Not to hijack, but if anybody has a suggestion for a Mac program that will work with big libraries and do any of this stuff, please tell!
posted by bink at 8:50 AM on April 11, 2009


MediaMonkey can do a lot of what you describe, but if you are a control freak (like me), I'd stay away from it. It likes to stuff album art into your folders as hidden "system files", and I've had problems in the past with it messing with tags just from opening the tag editor to look at them.

Foobar2000 is fantastic for huge libraries and very snappy, but like someone else said, can take a while to configure to your liking. There are a ton of plugins available, mostly at the Hydrogen Audio forums, and if you're patient, I'd say it's the best option. It definitely supports multiple languages, as far as I know. A plugin exists (though I can't for the life of me remember its name) to keep a queued list of what songs are going to be played/were just played, which should accomplish #2. #1 can be accomplished with a tagging plugin that comes default with the program.
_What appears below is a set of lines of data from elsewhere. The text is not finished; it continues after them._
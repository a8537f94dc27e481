// src/gfx/resources/mod.rs
//! GPU resource management
//!
//! Handles textures, materials, and the frame-global bind group.

pub mod global_bindings;
pub mod material;
pub mod texture_resource;

// Re-export main types
pub use global_bindings::{GlobalBindings, GlobalUBO, Light};
pub use material::{ColorSource, Material, MaterialLibrary};
pub use texture_resource::{TextureImage, TextureResource};
// src/wgpu_utils/mod.rs
//! WGPU utility functions and helpers
//!
//! Provides convenient wrappers and builders for common wgpu operations.

pub mod binding_builder;
pub mod binding_types;
pub mod uniform_buffer;

// Re-export main types
pub use binding_builder::{BindGroupBuilder, BindGroupLayoutBuilder, BindGroupLayoutWithDesc};
pub use uniform_buffer::{DynamicUniformBuffer, UniformBuffer};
#3 I can't help you with, unfortunately. However, if you're willing to have a separate program just for tag editing, MP3Tag is a very flexible and powerful tag editor. Well-kept genre tags can help the "jarring" effect a lot, because you can then shuffle within that genre. If you really want to use some sort of BPM scheme, you could create your own based on what YOU hear, which may produce better results than trying to let a program fill in the information for you. Unfortunately, a lot of this would be manual and may take a while if you have a ton of tracks.
posted by iarerach at 10:14 AM on April 11, 2009


Nthing foobar2000. You clearly put a lot of work into your music, put some work in the the player and you will be rewarded.
posted by Black_Umbrella at 11:32 AM on April 11, 2009


Give MusicBrainz a try, it will blow your mind.

I also use ExFalso (linux, but i am sure there will be windows equivalents) to then mass rename or re-tag the files after MusicBrainz did the dirty job.
posted by madeinitaly at 1:43 PM on April 11, 2009


Foobar2000 is the way to go. Here are some ideas for getting it to handle what you want:

1) Foobar has great tagging support. Hitting Alt+Enter will bring up a menu that lets you edit the tags of the currently playing song. I'd also recommend using the Quick Tagger plugin, which allows you to assign menu commands and keyboard shortcuts to common tagging operations (for instance, I have Ctrl+1, Ctrl+2, etc. mapped to tag "Rating" 1-5).

2) You could use an autoplaylist in combination with the Playback Statistics component for this. Something like "%last_played% DURING LAST 2 HOURS," for instance, would give you a constantly updating playlist of everything that's been played in the last two hours. You can, of course, configure this to be whatever duration you want. Getting used to the syntax of the autoplaylist creator is a bit of a pain, but once you know what's going on there, it's incredibly powerful.

3) While it's possible that somebody has done a plugin for this, I imagine you could do it with a combination of good tagging and an autoplaylist. For instance, you could tag the BPM of all your songs and create an autoplaylist including only songs within a particular range of BPM (e.g. "bpm GREATER 99 AND bpm LESS 121" would create a self-updating playlist of all songs where the bpm field was tagged 100-120), with genre, date, or any other restrictions you want. You can also sort the autoplaylist by BPM or whatever other criteria you want (e.g. "SORT ASCENDING BY bpm").

4) No adware involved. Foobar is updated pretty frequently, but it doesn't ever check for updates itself or pester you about updating.

5) Foobar doesn't much care where your files are. You just point it at a directory and it keeps track of what's there.
posted by sinfony at 2:55 PM on April 11, 2009 [1 favorite]


Response by poster: HOT
/Hilton

This is good stuff, and god, from the links, I've got a long trail ahead of me. I'll be back here in 2-3 weeks...or months, to let everyone know how it goes and what I recommend. Thank you TONS.